Io, cara Eleonora, sono sempre stato convintamente, sinceramente, profondamente fascista.
Ho creduto in tutto ciò che Mussolini raccomandava a noi giovani: amor di patria, virilità, ardimento, sacrificio, frugalità, e soprattutto ho creduto in lui. Sono stato figlio della lupa, poi balilla, poi avanguardista. Nel ‘44 avevo sedici anni, e mi arruolai volontario nelle Brigate Nere per riscattare la Patria dal disonore dell’8 settembre: la migliore gioventù italiana era con me. Dunque la mia partecipazione alla formazione partigiana di cui tu facevi parte non era altro che un’azione di spionaggio di cui ero incaricato dai miei superiori, e l’ordine di arresto allora spiccato nei miei confronti e diffuso mediante manifesti presso la popolazione era solo un espediente per avvalorare quella messa in scena. Capirai ora che in quella baita di cui ho parlato nel mio primo romanzo e che entrò a far parte della mitologia della Resistenza io, in verità, non corsi mai alcun pericolo”.
“L’unica ansia che provavo, in quel tugurio, era quella in attesa delle tue invero graditissime visite. Ricordi “l’attesa di Elena” nel “Piacere” di D’Annunzio? Quando Andrea Sperelli aspetta la sua amante nella garçonniere? Ecco, la mitica baita nel bosco altro non fu che una rustica garçonniere. A proposito, quello sì che era un grande scrittore. Io, diciamolo pure, non lo sono mai stato. Avevo la critica dalla mia parte, e di conseguenza le case editrici, gli organizzatori dei premi letterari, e giù giù fino ai manuali scolastici e ai professori di scuola, l’ultima obbediente ruota del carro. Tutti costoro mi hanno spacciato per un grande scrittore. Ma tu ed io sappiamo il perché di questo successo, vero?”

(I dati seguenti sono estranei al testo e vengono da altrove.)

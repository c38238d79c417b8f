//! Chunked numeric buffer: construction, addressing, and introspection.
//!
//! ## Purpose
//!
//! This module implements `DataBuffer<T>`, the crate's central type: a
//! fixed-size 1D or 2D collection of numeric elements, partitioned into
//! fixed-size chunks and bound to an execution policy at construction.
//!
//! ## Design notes
//!
//! * **One generic type**: 1D and 2D buffers are the same type with a
//!   different [`Shape`]; element storage, chunking, and every operation
//!   are shared. The element type is a compile-time parameter, so mixing
//!   element types in a binary operation is a type error.
//! * **Policy at birth**: the parallel-vs-sequential decision is made once,
//!   in the constructor, and stored. No operation re-decides it.
//! * **Two-level addressing**: all element access goes through
//!   [`ChunkLayout::locate`]; the buffer itself never re-derives chunk
//!   boundaries.
//!
//! ## Key concepts
//!
//! * **Similarity**: two buffers may be combined elementwise iff their
//!   [`BufferLayout`] fingerprints are equal.
//! * **Seeding**: `from_vec` constructors move the seed data into the
//!   chunks without copying elements one at a time.
//!
//! ## Invariants
//!
//! * Chunk `k` holds exactly `layout.size_of_chunk(k)` elements.
//! * `total_size == 0` produces a buffer with zero chunks.
//! * `copy()` shares no storage with the source.
//!
//! ## Non-goals
//!
//! * This module does not implement arithmetic, reductions, or windowing
//!   (see `buffer::ops`).

// External dependencies
use core::fmt::{self, Display, Formatter};

// Internal dependencies
use crate::engine::policy::ExecutionPolicy;
use crate::engine::validator::Validator;
use crate::primitives::chunk::Chunk;
use crate::primitives::context::ChunkContext;
use crate::primitives::element::{Element, ElementKind};
use crate::primitives::errors::BufferError;
use crate::primitives::layout::ChunkLayout;
use crate::primitives::shape::{BufferLayout, Dimension, Shape};

// ============================================================================
// Display Limits
// ============================================================================

/// Maximum rows rendered by `Display` before elision.
const DISPLAY_MAX_ROWS: usize = 8;

/// Maximum columns rendered by `Display` before elision.
const DISPLAY_MAX_COLS: usize = 16;

// ============================================================================
// Data Buffer
// ============================================================================

/// Fixed-size 1D/2D numeric buffer, partitioned into fixed-size chunks.
///
/// The size, shape, chunking, and execution policy are all fixed at
/// construction; only the element values change afterwards. Elementwise
/// operations live in `buffer::ops` and fan out across the chunks under
/// the stored policy.
#[derive(Debug, Clone)]
pub struct DataBuffer<T> {
    /// Logical extent (1D length or 2D width x height).
    shape: Shape,

    /// Partitioning of the logical index range into chunks.
    layout: ChunkLayout,

    /// Fan-out policy, resolved once at construction.
    policy: ExecutionPolicy,

    /// Element storage, one chunk per partition cell.
    chunks: Vec<Chunk<T>>,
}

impl<T: Element> DataBuffer<T> {
    // ========================================================================
    // Construction
    // ========================================================================

    /// Create a zero-filled 1D buffer of `len` elements with default options.
    pub fn one_dim(len: usize) -> Result<Self, BufferError> {
        Self::one_dim_with(len, &ChunkContext::default())
    }

    /// Create a zero-filled 1D buffer of `len` elements.
    pub fn one_dim_with(len: usize, ctx: &ChunkContext) -> Result<Self, BufferError> {
        Self::with_shape(Shape::OneDim { len }, ctx)
    }

    /// Create a zero-filled 2D buffer of `width * height` elements with
    /// default options.
    pub fn two_dim(width: usize, height: usize) -> Result<Self, BufferError> {
        Self::two_dim_with(width, height, &ChunkContext::default())
    }

    /// Create a zero-filled 2D buffer of `width * height` elements.
    pub fn two_dim_with(
        width: usize,
        height: usize,
        ctx: &ChunkContext,
    ) -> Result<Self, BufferError> {
        Self::with_shape(Shape::TwoDim { width, height }, ctx)
    }

    /// Create a 1D buffer seeded with `data`, with default options.
    pub fn from_vec(data: Vec<T>) -> Result<Self, BufferError> {
        Self::from_vec_with(data, &ChunkContext::default())
    }

    /// Create a 1D buffer seeded with `data`.
    pub fn from_vec_with(data: Vec<T>, ctx: &ChunkContext) -> Result<Self, BufferError> {
        let shape = Shape::OneDim { len: data.len() };
        Self::with_shape_seeded(shape, ctx, data)
    }

    /// Create a 2D buffer seeded with row-major `data`, with default options.
    ///
    /// Fails with `SizeMismatch` when `data.len() != width * height`.
    pub fn from_vec_2d(data: Vec<T>, width: usize, height: usize) -> Result<Self, BufferError> {
        Self::from_vec_2d_with(data, width, height, &ChunkContext::default())
    }

    /// Create a 2D buffer seeded with row-major `data`.
    ///
    /// Fails with `SizeMismatch` when `data.len() != width * height`.
    pub fn from_vec_2d_with(
        data: Vec<T>,
        width: usize,
        height: usize,
        ctx: &ChunkContext,
    ) -> Result<Self, BufferError> {
        Self::with_shape_seeded(Shape::TwoDim { width, height }, ctx, data)
    }

    /// Zero-filled construction for any shape.
    fn with_shape(shape: Shape, ctx: &ChunkContext) -> Result<Self, BufferError> {
        Validator::validate_context(ctx)?;
        let layout = ChunkLayout::new(shape.total_size(), ctx.chunk_size)?;
        let policy = ExecutionPolicy::resolve(layout.chunk_count(), ctx);

        let mut chunks = Vec::with_capacity(layout.chunk_count());
        for k in 0..layout.chunk_count() {
            chunks.push(Chunk::new(k, layout.size_of_chunk(k))?);
        }

        Ok(Self {
            shape,
            layout,
            policy,
            chunks,
        })
    }

    /// Seeded construction for any shape. The seed is moved, then split at
    /// chunk boundaries without per-element copying.
    fn with_shape_seeded(
        shape: Shape,
        ctx: &ChunkContext,
        data: Vec<T>,
    ) -> Result<Self, BufferError> {
        Validator::validate_context(ctx)?;
        Validator::validate_seed_len(shape.total_size(), data.len())?;
        let layout = ChunkLayout::new(shape.total_size(), ctx.chunk_size)?;
        let policy = ExecutionPolicy::resolve(layout.chunk_count(), ctx);

        let mut chunks = Vec::with_capacity(layout.chunk_count());
        let mut rest = data;
        for k in 0..layout.chunk_count() {
            let tail = rest.split_off(layout.size_of_chunk(k));
            chunks.push(Chunk::from_vec(k, rest)?);
            rest = tail;
        }

        Ok(Self {
            shape,
            layout,
            policy,
            chunks,
        })
    }

    // ========================================================================
    // Introspection
    // ========================================================================

    /// Logical extent of the buffer.
    #[inline]
    pub fn shape(&self) -> Shape {
        self.shape
    }

    /// Dimensionality tag.
    #[inline]
    pub fn dimension(&self) -> Dimension {
        self.shape.dimension()
    }

    /// Logical element count.
    #[inline]
    pub fn total_size(&self) -> usize {
        self.layout.total_size()
    }

    /// Elements per full chunk.
    #[inline]
    pub fn chunk_size(&self) -> usize {
        self.layout.chunk_size()
    }

    /// Number of chunks.
    #[inline]
    pub fn chunk_count(&self) -> usize {
        self.layout.chunk_count()
    }

    /// Partitioning of the logical index range.
    #[inline]
    pub fn chunk_layout(&self) -> ChunkLayout {
        self.layout
    }

    /// Runtime tag of the element type.
    #[inline]
    pub fn element_kind(&self) -> ElementKind {
        T::KIND
    }

    /// Fan-out policy resolved at construction.
    #[inline]
    pub fn policy(&self) -> ExecutionPolicy {
        self.policy
    }

    /// Whether fan-out operations run on the thread pool.
    #[inline]
    pub fn is_parallel(&self) -> bool {
        self.policy.is_parallel()
    }

    /// The chunks, in ascending index order.
    #[inline]
    pub fn chunks(&self) -> &[Chunk<T>] {
        &self.chunks
    }

    /// Mutable chunk access for the operation layer.
    #[inline]
    pub(crate) fn chunks_mut(&mut self) -> &mut [Chunk<T>] {
        &mut self.chunks
    }

    // ========================================================================
    // Similarity
    // ========================================================================

    /// Structural fingerprint: dimensionality, total size, chunk size.
    #[inline]
    pub fn layout(&self) -> BufferLayout {
        BufferLayout {
            dimension: self.shape.dimension(),
            total_size: self.layout.total_size(),
            chunk_size: self.layout.chunk_size(),
        }
    }

    /// Whether `other` may be combined with this buffer elementwise.
    ///
    /// True iff the layout fingerprints are equal. Equal fingerprints
    /// guarantee identical partitioning, so chunk `k` pairs with chunk `k`.
    #[inline]
    pub fn is_similar(&self, other: &DataBuffer<T>) -> bool {
        self.layout() == other.layout()
    }

    // ========================================================================
    // Element Access
    // ========================================================================

    /// Read the element at a global index.
    #[inline]
    pub fn get(&self, index: usize) -> Result<T, BufferError> {
        let (chunk, local) = self.layout.locate(index)?;
        self.chunks[chunk].get(local)
    }

    /// Write the element at a global index.
    #[inline]
    pub fn set(&mut self, index: usize, value: T) -> Result<(), BufferError> {
        let (chunk, local) = self.layout.locate(index)?;
        self.chunks[chunk].set(local, value)
    }

    /// Read the element at a `(row, col)` grid position.
    ///
    /// A 1D buffer answers as a single-row grid: `get_at(0, i)` reads
    /// element `i`.
    #[inline]
    pub fn get_at(&self, row: usize, col: usize) -> Result<T, BufferError> {
        let index = self.shape.linear(row, col)?;
        self.get(index)
    }

    /// Write the element at a `(row, col)` grid position.
    #[inline]
    pub fn set_at(&mut self, row: usize, col: usize, value: T) -> Result<(), BufferError> {
        let index = self.shape.linear(row, col)?;
        self.set(index, value)
    }

    // ========================================================================
    // Copy and Export
    // ========================================================================

    /// Deep copy: same shape, chunking, policy, and element values, with no
    /// storage shared with the source.
    pub fn copy(&self) -> DataBuffer<T> {
        self.clone()
    }

    /// All elements in global index order, flattened across chunks.
    pub fn to_vec(&self) -> Vec<T> {
        let mut out = Vec::with_capacity(self.total_size());
        for chunk in &self.chunks {
            out.extend_from_slice(chunk.as_slice());
        }
        out
    }
}

// ============================================================================
// Equality
// ============================================================================

/// Equality compares shape, partitioning, and element data. The execution
/// policy is not part of the comparison: a sequential buffer and a parallel
/// buffer holding the same elements are equal.
impl<T: Element> PartialEq for DataBuffer<T> {
    fn eq(&self, other: &Self) -> bool {
        self.shape == other.shape && self.layout == other.layout && self.chunks == other.chunks
    }
}

// ============================================================================
// Display Implementation
// ============================================================================

impl<T: Element> Display for DataBuffer<T> {
    /// Header line plus one bracketed line per row, eliding large extents.
    ///
    /// A 1D buffer prints as a single row.
    fn fmt(&self, f: &mut Formatter<'_>) -> fmt::Result {
        write!(
            f,
            "DataBuffer<{}> {} ({} chunks of {}, {})",
            T::KIND,
            self.shape,
            self.layout.chunk_count(),
            self.layout.chunk_size(),
            self.policy
        )?;

        let rows = self.shape.height();
        let cols = self.shape.width();
        for row in 0..rows.min(DISPLAY_MAX_ROWS) {
            write!(f, "\n[")?;
            for col in 0..cols.min(DISPLAY_MAX_COLS) {
                if col > 0 {
                    write!(f, ", ")?;
                }
                if let Ok(value) = self.get_at(row, col) {
                    write!(f, "{value}")?;
                }
            }
            if cols > DISPLAY_MAX_COLS {
                write!(f, ", ...")?;
            }
            write!(f, "]")?;
        }
        if rows > DISPLAY_MAX_ROWS {
            write!(f, "\n...")?;
        }
        Ok(())
    }
}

Eleonora era rimasta impietrita, tanto che un osservatore estraneo a quanto stava avvenendo avrebbe potuto pensare che non avesse udito, o non avesse capito quello era stato letto. Poi il suo viso finora impassibile cominciò ad alterarsi e gli occhi ad arrossarsi; e infine le lacrime ne fluirono, e fievoli, appena percepibili singhiozzi uscirono dalle labbra semichiuse, finché ella si coprì il viso con entrambe le mani rimanendo immobile in quella posa drammatica quanto sincera.
Il notaio si interruppe e, senza scomporsi, premette un pulsante sulla scrivania. Dopo poco la porta dell’ufficio si aprì, ed entrò col passo svelto e il fare disinvolto di chi è abituato ad affrontare simili circostanze la segretaria di rango più elevato, quella che gestiva il sancta sanctorum dell’ufficio. Teneva in una mano un fazzolettino bagnato nell’acqua fredda e, chinatasi di fronte ad Eleonora, dolcemente le scostò le mani dal viso e cominciò ad umettarglielo col fazzolettino. Il notaio attese che l’operazione si concludesse, sempre tenendo il foglio fra le mani. Poi riprese la lettura.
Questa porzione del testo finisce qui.